--- START ---
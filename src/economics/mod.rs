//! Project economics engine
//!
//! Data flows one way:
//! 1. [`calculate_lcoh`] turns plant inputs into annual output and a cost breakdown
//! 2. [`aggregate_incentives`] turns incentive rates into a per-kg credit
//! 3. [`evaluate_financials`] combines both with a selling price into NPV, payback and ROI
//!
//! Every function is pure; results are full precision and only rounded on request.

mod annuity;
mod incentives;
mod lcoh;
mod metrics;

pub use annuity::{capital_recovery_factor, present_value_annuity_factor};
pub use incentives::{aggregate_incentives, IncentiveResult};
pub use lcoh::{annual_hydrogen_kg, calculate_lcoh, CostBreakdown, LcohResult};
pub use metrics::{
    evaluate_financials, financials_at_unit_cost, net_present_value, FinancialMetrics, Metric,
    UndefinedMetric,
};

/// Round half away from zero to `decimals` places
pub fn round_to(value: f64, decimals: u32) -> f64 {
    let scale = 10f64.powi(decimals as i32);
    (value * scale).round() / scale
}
--- END ---
--- START ---
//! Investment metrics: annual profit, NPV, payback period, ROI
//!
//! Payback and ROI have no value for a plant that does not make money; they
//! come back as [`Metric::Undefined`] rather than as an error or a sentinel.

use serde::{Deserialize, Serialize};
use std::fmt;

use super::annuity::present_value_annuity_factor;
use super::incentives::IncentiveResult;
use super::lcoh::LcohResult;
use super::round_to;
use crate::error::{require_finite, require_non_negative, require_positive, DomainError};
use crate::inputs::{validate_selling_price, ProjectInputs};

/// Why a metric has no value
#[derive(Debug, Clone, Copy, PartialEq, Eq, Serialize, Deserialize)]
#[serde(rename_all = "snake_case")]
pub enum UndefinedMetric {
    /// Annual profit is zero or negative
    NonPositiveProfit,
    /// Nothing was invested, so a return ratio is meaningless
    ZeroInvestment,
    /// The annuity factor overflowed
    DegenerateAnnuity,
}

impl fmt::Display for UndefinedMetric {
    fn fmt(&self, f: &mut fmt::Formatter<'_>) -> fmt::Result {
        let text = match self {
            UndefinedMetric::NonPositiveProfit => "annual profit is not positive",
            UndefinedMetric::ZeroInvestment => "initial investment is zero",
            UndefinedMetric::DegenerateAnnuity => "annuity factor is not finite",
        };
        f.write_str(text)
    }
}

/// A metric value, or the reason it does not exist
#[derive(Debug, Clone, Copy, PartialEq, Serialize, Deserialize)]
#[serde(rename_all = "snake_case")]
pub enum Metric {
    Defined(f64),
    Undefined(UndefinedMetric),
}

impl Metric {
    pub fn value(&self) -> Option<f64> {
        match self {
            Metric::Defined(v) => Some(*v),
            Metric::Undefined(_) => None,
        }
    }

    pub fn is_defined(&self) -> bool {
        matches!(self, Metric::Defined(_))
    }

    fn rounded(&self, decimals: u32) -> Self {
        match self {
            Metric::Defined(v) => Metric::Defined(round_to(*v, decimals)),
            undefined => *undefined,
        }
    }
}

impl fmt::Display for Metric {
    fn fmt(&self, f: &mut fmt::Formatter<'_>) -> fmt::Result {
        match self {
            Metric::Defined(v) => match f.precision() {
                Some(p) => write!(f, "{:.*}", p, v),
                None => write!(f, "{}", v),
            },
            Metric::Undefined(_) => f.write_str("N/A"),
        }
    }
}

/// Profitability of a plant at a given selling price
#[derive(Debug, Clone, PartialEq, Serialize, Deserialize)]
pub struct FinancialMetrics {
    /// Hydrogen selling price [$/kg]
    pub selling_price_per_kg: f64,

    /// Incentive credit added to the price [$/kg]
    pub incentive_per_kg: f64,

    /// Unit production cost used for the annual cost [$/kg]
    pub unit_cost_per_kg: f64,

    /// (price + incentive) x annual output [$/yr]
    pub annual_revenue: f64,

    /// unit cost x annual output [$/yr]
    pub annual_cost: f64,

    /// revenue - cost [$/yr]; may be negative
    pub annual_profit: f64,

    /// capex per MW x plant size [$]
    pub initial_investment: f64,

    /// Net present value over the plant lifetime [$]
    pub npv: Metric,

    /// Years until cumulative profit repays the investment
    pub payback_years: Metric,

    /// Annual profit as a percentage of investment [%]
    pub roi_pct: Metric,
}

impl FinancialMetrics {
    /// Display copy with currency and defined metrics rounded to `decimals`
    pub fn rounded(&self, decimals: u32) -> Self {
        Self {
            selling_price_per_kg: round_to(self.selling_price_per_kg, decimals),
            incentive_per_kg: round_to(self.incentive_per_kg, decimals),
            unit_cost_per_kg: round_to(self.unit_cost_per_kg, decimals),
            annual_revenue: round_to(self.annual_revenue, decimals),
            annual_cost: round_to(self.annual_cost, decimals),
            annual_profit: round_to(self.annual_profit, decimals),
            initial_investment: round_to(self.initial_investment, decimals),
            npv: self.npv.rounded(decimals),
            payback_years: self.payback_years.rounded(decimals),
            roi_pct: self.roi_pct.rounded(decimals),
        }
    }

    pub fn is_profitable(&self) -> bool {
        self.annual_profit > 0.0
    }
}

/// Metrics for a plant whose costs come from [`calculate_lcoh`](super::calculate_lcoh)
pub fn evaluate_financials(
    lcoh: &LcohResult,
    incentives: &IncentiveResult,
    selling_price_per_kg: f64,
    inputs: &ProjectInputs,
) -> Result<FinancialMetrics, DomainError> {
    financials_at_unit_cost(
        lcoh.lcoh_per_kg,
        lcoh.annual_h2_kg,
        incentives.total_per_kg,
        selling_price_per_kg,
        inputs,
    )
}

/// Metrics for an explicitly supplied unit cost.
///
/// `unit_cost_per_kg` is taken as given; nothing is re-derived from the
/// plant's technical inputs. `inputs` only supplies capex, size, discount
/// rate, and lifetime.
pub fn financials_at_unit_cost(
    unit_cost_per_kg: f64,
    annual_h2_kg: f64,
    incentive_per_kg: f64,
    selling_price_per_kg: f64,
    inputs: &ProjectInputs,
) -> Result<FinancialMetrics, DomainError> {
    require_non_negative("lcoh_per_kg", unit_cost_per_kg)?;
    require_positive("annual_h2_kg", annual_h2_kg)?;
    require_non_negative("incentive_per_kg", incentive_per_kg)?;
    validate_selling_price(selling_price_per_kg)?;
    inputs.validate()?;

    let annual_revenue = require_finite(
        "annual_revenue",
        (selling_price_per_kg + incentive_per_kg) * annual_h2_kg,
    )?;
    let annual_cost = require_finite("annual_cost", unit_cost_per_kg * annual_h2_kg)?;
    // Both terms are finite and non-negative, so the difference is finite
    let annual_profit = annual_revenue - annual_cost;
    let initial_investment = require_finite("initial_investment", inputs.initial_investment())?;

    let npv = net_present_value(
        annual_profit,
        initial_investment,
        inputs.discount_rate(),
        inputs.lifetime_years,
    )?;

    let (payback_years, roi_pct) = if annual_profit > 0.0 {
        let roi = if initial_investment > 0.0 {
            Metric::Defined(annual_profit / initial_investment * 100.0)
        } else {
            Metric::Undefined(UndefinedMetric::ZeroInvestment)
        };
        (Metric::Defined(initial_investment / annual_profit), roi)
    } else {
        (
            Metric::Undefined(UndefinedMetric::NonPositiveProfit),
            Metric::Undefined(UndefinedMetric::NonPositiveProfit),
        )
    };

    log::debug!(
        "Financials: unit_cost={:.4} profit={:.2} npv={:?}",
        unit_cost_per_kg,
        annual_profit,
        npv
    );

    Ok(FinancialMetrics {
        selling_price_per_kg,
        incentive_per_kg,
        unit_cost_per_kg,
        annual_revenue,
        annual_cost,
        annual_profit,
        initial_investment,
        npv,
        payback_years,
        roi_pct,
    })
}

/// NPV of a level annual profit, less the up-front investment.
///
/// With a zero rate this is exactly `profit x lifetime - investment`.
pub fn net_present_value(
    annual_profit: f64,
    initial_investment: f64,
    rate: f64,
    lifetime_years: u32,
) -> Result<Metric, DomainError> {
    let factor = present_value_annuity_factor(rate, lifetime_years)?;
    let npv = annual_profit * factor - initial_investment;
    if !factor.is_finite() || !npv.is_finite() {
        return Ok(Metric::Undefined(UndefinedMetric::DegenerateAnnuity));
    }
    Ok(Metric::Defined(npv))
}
--- END ---
Instructions for the task: Note every line above where the string "NonPositiveProfit" shows up, and copy those lines.

Task answer:
    NonPositiveProfit,
            UndefinedMetric::NonPositiveProfit => "annual profit is not positive",
            Metric::Undefined(UndefinedMetric::NonPositiveProfit),
            Metric::Undefined(UndefinedMetric::NonPositiveProfit),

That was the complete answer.